İlk kez ne zaman hüzünlendiğimi hatırlamıyorum. Kundağımda yatarken; annem gözümün önünden gidince mi, beşiğimi sallayan el olmayınca mı, acıkınca mı, emziğim ağzımdan düşünce mi, üşüyünce mi, canım yanınca mı, hastalanınca mı, melekler benimle oynamayı kesince mi ya da “bu dünyada işim ne diye” hayıflanınca mı? Bunların hangisi, bilmiyorum. Sahi, hüzün nedir ve neden ağlarız ki?

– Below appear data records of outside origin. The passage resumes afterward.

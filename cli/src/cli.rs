//! CLI argument definitions for `hoist`.

use camino::Utf8PathBuf;
use clap::{Args, Parser, Subcommand};

/// Fetch, verify, and cache runtime dependencies.
#[derive(Parser, Debug)]
#[command(name = "hoist")]
#[command(version, about, args_conflicts_with_subcommands = true)]
#[command(long_about = concat!(
    "Fetch, verify, and cache runtime dependencies.\n\n",
    "hoist downloads artifacts from a prioritised list of repositories, checks ",
    "each against its pinned SHA-256 digest, and stores it in a local cache. ",
    "Artifacts with relocation rules are rewritten by the configured external ",
    "relocator.\n\n",
    "After fetching, set HOIST_LIBRARY_PATH to the printed search path.",
))]
#[command(after_help = concat!(
    "FEATURES:\n",
    "  mongodb    MongoDB Java driver\n",
    "  mariadb    MariaDB client with HikariCP and SLF4J\n",
    "  mysql      MySQL connector with HikariCP and SLF4J\n",
    "  h2         H2 embedded database (isolated only)\n\n",
    "EXAMPLES:\n",
    "  Fetch the MySQL bundle:\n",
    "    $ hoist -f mysql\n\n",
    "  Fetch individual registry entries:\n",
    "    $ hoist fetch caffeine typesafe-config\n\n",
    "  List the registry and cache state:\n",
    "    $ hoist list\n\n",
    "  Preview without downloading:\n",
    "    $ hoist -f mariadb --dry-run",
))]
pub struct Cli {
    /// Subcommand to execute.
    #[command(subcommand)]
    pub command: Option<Command>,

    /// Fetch arguments (used when no subcommand is given).
    #[command(flatten)]
    pub fetch: FetchArgs,
}

/// Available subcommands.
#[derive(Subcommand, Debug, Clone)]
pub enum Command {
    /// Fetch registry entries and features (default when no subcommand given).
    Fetch(FetchArgs),

    /// List registry entries, features, and cache state.
    List(ListArgs),
}

/// Options shared by every subcommand.
#[derive(Args, Debug, Clone, Default, PartialEq, Eq)]
pub struct ConfigArgs {
    /// Configuration file (TOML).
    #[arg(short, long, value_name = "FILE")]
    pub config: Option<Utf8PathBuf>,

    /// Disk cache directory [default: platform-specific].
    #[arg(long, value_name = "DIR")]
    pub cache_dir: Option<Utf8PathBuf>,
}

/// Arguments for the fetch command.
#[derive(Args, Debug, Clone, Default, PartialEq, Eq)]
pub struct FetchArgs {
    /// Registry entry keys to fetch.
    #[arg(value_name = "KEY")]
    pub keys: Vec<String>,

    /// Registry feature to fetch (can be repeated).
    #[arg(short, long, value_name = "NAME")]
    pub feature: Vec<String>,

    /// Number of worker threads.
    #[arg(short, long, value_name = "N")]
    pub workers: Option<usize>,

    /// Show what would be fetched and exit.
    #[arg(long)]
    pub dry_run: bool,

    /// Suppress progress output (errors still shown).
    #[arg(short, long)]
    pub quiet: bool,

    /// Configuration overrides.
    #[command(flatten)]
    pub config: ConfigArgs,
}

/// Arguments for the list command.
#[derive(Args, Debug, Clone, Default, PartialEq, Eq)]
pub struct ListArgs {
    /// Output in JSON format for scripting.
    #[arg(long)]
    pub json: bool,

    /// Configuration overrides.
    #[command(flatten)]
    pub config: ConfigArgs,
}

impl Cli {
    /// The effective fetch arguments.
    ///
    /// Returns the `fetch` subcommand's arguments when given, and the
    /// top-level flags otherwise.
    #[must_use]
    pub fn fetch_args(&self) -> &FetchArgs {
        match &self.command {
            Some(Command::Fetch(args)) => args,
            Some(Command::List(_)) | None => &self.fetch,
        }
    }
}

Ağlayan insan ise, ağlatan ne? Efkar mı, ayrılık mı, keder mi, tutkular mı, hırs mı, hayat mı, ölüm mü ? Veya yaratanın lütfu merhamet mi, sevgi mi, sevinç mi? İstenmeyen bir durumun başa gelmesi mi? Yoksa bir kayıptan duyulan keder mi? Bilim insanları özetle; “ağlamak, insan için koruyucu bir mekanizmadır, savunmasız olabilme göstergesidir. Bizi, içimizdeki endişelerden uzaklaştırır, ferahlatır, içimizdeki kederi, kargaşayı akışına bırakmamızı sağlar” diyor. O halde nedir yüreğimizi kabartan, içimizi burkan, yüzümüzü ıslatan mânâ?

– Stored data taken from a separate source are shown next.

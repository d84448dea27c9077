//! `hoist` CLI entrypoint.
//!
//! Fetches registry dependencies into the disk cache and prints a search-path
//! snippet for the artifacts exposed to the host.

use clap::Parser;
use hoist_cli::cli::{Cli, Command};
use hoist_cli::commands::{fetch, list, write_line};
use hoist_cli::error::Result;
use std::io::Write;

fn main() {
    let cli = Cli::parse();
    let mut stdout = std::io::stdout();
    let mut stderr = std::io::stderr();
    let run_result = run(&cli, &mut stdout, &mut stderr);
    let exit_code = exit_code_for_run_result(run_result, &mut stderr);
    if exit_code != 0 {
        std::process::exit(exit_code);
    }
}

fn run(cli: &Cli, stdout: &mut dyn Write, stderr: &mut dyn Write) -> Result<()> {
    match &cli.command {
        Some(Command::List(args)) => list(args, stdout),
        Some(Command::Fetch(_)) | None => fetch(cli.fetch_args(), stderr),
    }
}

fn exit_code_for_run_result(result: Result<()>, stderr: &mut dyn Write) -> i32 {
    match result {
        Ok(()) => 0,
        Err(err) => {
            write_line(stderr, err);
            1
        }
    }
}

#[cfg(test)]
mod tests {
    use super::*;
    use hoist_cli::error::CliError;

    #[test]
    fn exit_code_for_run_result_returns_zero_on_success() {
        let mut stderr = Vec::new();
        let exit_code = exit_code_for_run_result(Ok(()), &mut stderr);
        assert_eq!(exit_code, 0);
        assert!(stderr.is_empty());
    }

    #[test]
    fn exit_code_for_run_result_prints_error_and_returns_one() {
        let err = CliError::LoadFailed {
            failed: 2,
            total: 5,
        };

        let mut stderr = Vec::new();
        let exit_code = exit_code_for_run_result(Err(err), &mut stderr);
        assert_eq!(exit_code, 1);

        let stderr_text = String::from_utf8(stderr).expect("stderr was not UTF-8");
        assert!(stderr_text.contains("2 of 5 dependencies failed to load"));
    }

    #[test]
    fn run_dispatches_list_to_stdout() {
        let dir = tempfile::TempDir::new().expect("temp dir");
        let cache = dir.path().join("libs");
        let cache = cache.to_str().expect("utf8 temp path");
        let cli = Cli::parse_from(["hoist", "list", "--cache-dir", cache]);

        let mut stdout = Vec::new();
        let mut stderr = Vec::new();
        temp_env::with_vars(
            [("HOIST_CACHE_DIR", None::<&str>), ("HOIST_WORKERS", None)],
            || run(&cli, &mut stdout, &mut stderr),
        )
        .expect("list succeeds");

        assert!(stderr.is_empty());
        let text = String::from_utf8(stdout).expect("stdout was not UTF-8");
        assert!(text.contains("Registry entries:"));
    }
}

Hayat; hem armağan hem de imtihan. Varlık ile yokluk, keder ile sevinç, sevgi ile nefret, iyilik ile kötülük arasında akıp gider. Ya dünyaya dair ulaşamadığımız şeyler üzer bizi ya da ahirete dair hassasiyetlerimiz. Nedeni ne olursa olsun ağlamak; belki de en insani yanımız, meziyetimiz. Şevkatin, merhametin ve imânın alameti sabrın dışa vurumudur hüzün. Hicret sırasında; Hz.peygamberin yol arkadaşı Ebubekir’e “Üzülme, Allah bizimle beraberdir” dedirten dünya hâlidir. Hz.peygamberin “Eğer, benim bildiklerimi bilseydiniz az güler çok ağlardınız” dedirten âhiret sırrıdır.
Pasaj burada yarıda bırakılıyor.